A password can be read as a key (by converting the letters/numbers/symbols into bits), but this is generally a bad idea since passwords might not have the exact number of bits required by the encryption algorithm.

To solve this, key-derivation functions are used. A key-derivation function is any algorithm that can derive one or more secret keys from a starting "original" or "master" key. Key derivation functions frequently use hash functions internally to transform the input (which can be of any length) into a unique* output of a fixed length.

* Technically, by the pigeonhole principle, the outputs are not unique, but trying to find a collision (identical output for two inputs) is infeasible because the number of possible outputs is too large to search within our lifetimes.

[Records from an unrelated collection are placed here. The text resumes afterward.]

use thiserror::Error;

use crate::cache::StoreError;
use crate::classifier::ClassifyError;
use crate::discovery::DiscoveryError;
use crate::schema_store::SchemaError;

/// Fatal failures of a translate call. Everything recoverable is reported
/// inside the `TranslationResult` instead.
#[derive(Debug, Error)]
pub enum TranslateError {
    #[error("No schema registered for tenant '{0}'")]
    SchemaNotFound(String),

    #[error(transparent)]
    Schema(SchemaError),

    #[error("Mapping discovery unavailable for tenant '{tenant}': {source}")]
    MappingDiscoveryFailed {
        tenant: String,
        #[source]
        source: DiscoveryError,
    },

    #[error("Mapping cache error: {0}")]
    Cache(#[from] StoreError),

    #[error("Invalid query: {0}")]
    InvalidQuery(String),
}

impl From<SchemaError> for TranslateError {
    fn from(e: SchemaError) -> Self {
        match e {
            SchemaError::NotFound(tenant) => TranslateError::SchemaNotFound(tenant),
            other => TranslateError::Schema(other),
        }
    }
}

impl From<ClassifyError> for TranslateError {
    fn from(e: ClassifyError) -> Self {
        TranslateError::InvalidQuery(e.to_string())
    }
}

impl From<tenantql_sql::SqlError> for TranslateError {
    fn from(e: tenantql_sql::SqlError) -> Self {
        TranslateError::InvalidQuery(e.to_string())
    }
}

This means when you have a password like MyWorkRelatedPass19, it is not used to directly encrypt a plaintext. In a proper scheme, it is first transformed via a KDF into a value such as FC76A099A7BC0D0970B00C466ACCC34431B20524CE0806C206E4840A4F114F63, which is exactly 256 bits long and can thus be used as an AES-256 key.

Hashing and KDFs:

A hash function is a deterministic one-way operation that maps an input of any length into a unique output of a fixed length. It is a tool that can be used for many purposes, such as checksums, digital signatures, and constructing efficient data structures.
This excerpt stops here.